NEW ENTRY**********6/17/2008: I'm typing this at 12:52 a.m. After about 15 minutes of the fire alarm going, it occurred to me that maybe there was no security and perhaps no one had been alerted. I called the office and after being placed on hold and listening to a pre-recorded message telling me to hold for an operator, I was transferred to another tenant also trying to get through. THE AFTER-HOURS SWITCHBOARD CROSSED THE LINES. NO OPERATOR EVER CAME ON. We both couldn't figure out how it was we were talking to eachother when we called the office after-hours line.

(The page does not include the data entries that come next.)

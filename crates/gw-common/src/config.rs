use serde::{Deserialize, Serialize};

#[derive(Debug, thiserror::Error)]
pub enum GlobalConfigError {
    #[error("missing required global config field: {0}")]
    MissingField(&'static str),
    #[error("client_version_ga_threshold must be within 1..=10, got {0}")]
    InvalidGaThreshold(i32),
}

/// Final, merged configuration used by the running process.
///
/// Merge order: CLI > ENV > DB-persisted defaults, then the result is
/// persisted back so the next boot without CLI/ENV overrides reuses it.
#[derive(Debug, Clone, PartialEq, Serialize, Deserialize)]
pub struct GlobalConfig {
    pub host: String,
    pub port: u16,
    /// Database DSN for the accounting/entity store.
    pub dsn: String,
    /// IANA zone name, informational only — `tz_offset_hours` is what
    /// L1 actually computes against (see DESIGN.md Open Question 5).
    pub tz: String,
    pub tz_offset_hours: i8,
    /// `None` disables L3-L6 rate limiting / circuit breaking entirely
    /// and every guard degrades to its fail-open path.
    pub redis_url: Option<String>,
    pub enable_rate_limit: bool,
    pub client_version_ga_threshold: u8,
    /// Stored as a hash, never plaintext.
    pub admin_token_hash: Option<String>,
    pub event_redact_sensitive: bool,
}

#[derive(Debug, Clone, Default, PartialEq, Deserialize)]
pub struct GlobalConfigPatch {
    pub host: Option<String>,
    pub port: Option<u16>,
    pub dsn: Option<String>,
    pub tz: Option<String>,
    pub tz_offset_hours: Option<i8>,
    pub redis_url: Option<String>,
    pub enable_rate_limit: Option<bool>,
    pub client_version_ga_threshold: Option<u8>,
    pub admin_token_hash: Option<String>,
    pub event_redact_sensitive: Option<bool>,
}

impl GlobalConfigPatch {
    /// Overlay `other` on top of `self`; fields set in `other` win.
    pub fn overlay(&mut self, other: GlobalConfigPatch) {
        if other.host.is_some() {
            self.host = other.host;
        }
        if other.port.is_some() {
            self.port = other.port;
        }
        if other.dsn.is_some() {
            self.dsn = other.dsn;
        }
        if other.tz.is_some() {
            self.tz = other.tz;
        }
        if other.tz_offset_hours.is_some() {
            self.tz_offset_hours = other.tz_offset_hours;
        }
        if other.redis_url.is_some() {
            self.redis_url = other.redis_url;
        }
        if other.enable_rate_limit.is_some() {
            self.enable_rate_limit = other.enable_rate_limit;
        }
        if other.client_version_ga_threshold.is_some() {
            self.client_version_ga_threshold = other.client_version_ga_threshold;
        }
        if other.admin_token_hash.is_some() {
            self.admin_token_hash = other.admin_token_hash;
        }
        if other.event_redact_sensitive.is_some() {
            self.event_redact_sensitive = other.event_redact_sensitive;
        }
    }

    pub fn into_config(self) -> Result<GlobalConfig, GlobalConfigError> {
        let threshold = self.client_version_ga_threshold.unwrap_or(2);
        if !(1..=10).contains(&threshold) {
            return Err(GlobalConfigError::InvalidGaThreshold(threshold as i32));
        }
        Ok(GlobalConfig {
            host: self.host.unwrap_or_else(|| "0.0.0.0".to_string()),
            port: self.port.unwrap_or(8787),
            dsn: self.dsn.ok_or(GlobalConfigError::MissingField("dsn"))?,
            tz: self.tz.unwrap_or_else(|| "Asia/Shanghai".to_string()),
            tz_offset_hours: self.tz_offset_hours.unwrap_or(8),
            redis_url: self.redis_url,
            enable_rate_limit: self.enable_rate_limit.unwrap_or(false),
            client_version_ga_threshold: threshold,
            admin_token_hash: self.admin_token_hash,
            event_redact_sensitive: self.event_redact_sensitive.unwrap_or(true),
        })
    }
}

impl From<GlobalConfig> for GlobalConfigPatch {
    fn from(value: GlobalConfig) -> Self {
        Self {
            host: Some(value.host),
            port: Some(value.port),
            dsn: Some(value.dsn),
            tz: Some(value.tz),
            tz_offset_hours: Some(value.tz_offset_hours),
            redis_url: value.redis_url,
            enable_rate_limit: Some(value.enable_rate_limit),
            client_version_ga_threshold: Some(value.client_version_ga_threshold),
            admin_token_hash: value.admin_token_hash,
            event_redact_sensitive: Some(value.event_redact_sensitive),
        }
    }
}

#[cfg(test)]
mod tests {
    use super::*;

    #[test]
    fn overlay_prefers_later_non_null_fields() {
        let mut base = GlobalConfigPatch {
            port: Some(1111),
            dsn: Some("base".to_string()),
            ..Default::default()
        };
        base.overlay(GlobalConfigPatch {
            port: Some(2222),
            ..Default::default()
        });
        assert_eq!(base.port, Some(2222));
        assert_eq!(base.dsn, Some("base".to_string()));
    }

    #[test]
    fn into_config_requires_dsn() {
        let patch = GlobalConfigPatch::default();
        assert!(matches!(
            patch.into_config(),
            Err(GlobalConfigError::MissingField("dsn"))
        ));
    }

    #[test]
    fn into_config_rejects_out_of_range_ga_threshold() {
        let patch = GlobalConfigPatch {
            dsn: Some("sqlite://x".to_string()),
            client_version_ga_threshold: Some(11),
            ..Default::default()
        };
        assert!(matches!(
            patch.into_config(),
            Err(GlobalConfigError::InvalidGaThreshold(11))
        ));
    }
}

I placed a call to my spouse when the alarm started, and it finally stopped 30 MINUTES LATER. What I want to know is 1: Why did it take so long to get a response, and 2: What if there was a real fire, which there has been, and the person died in BUILDING 56. People, in an emergency, we only have each other. The management can only do so much. All fire doors should be open. If you see them closed, open them and report inoperable ones to management. They're supposed to shut automatically when these alarms go off, and they're not.
HELLO? Note to Management: 1. Fix all fire doors, please. 2. Put in cameras if you aren't going to have a sufficient number of live security to cover night shift. WORKING CAMERAS, not ones with no film, will probably catch people who are doing harmful things to the building. If you think this building can run by itself, it can't. We pay enough rent so that we should have a team of full maintenance, housekeeping, and security personnel on-call 24/7. Do you know how much damage can be done in 30 minutes if this were a real fire? What is going on? How about someone who knows what they're doing instead of people just dressing the part.
NEW ENTRY***************6/21/2008 at 1:20 a.m., the fire alarm sounded again and continued for about 20 minutes. The problem is that the more this happens, the more people will just assume it's not a real fire. If a real fire occurs, people will ignore it. Please set aside a bit of the half million dollars to fix the problem, management, please.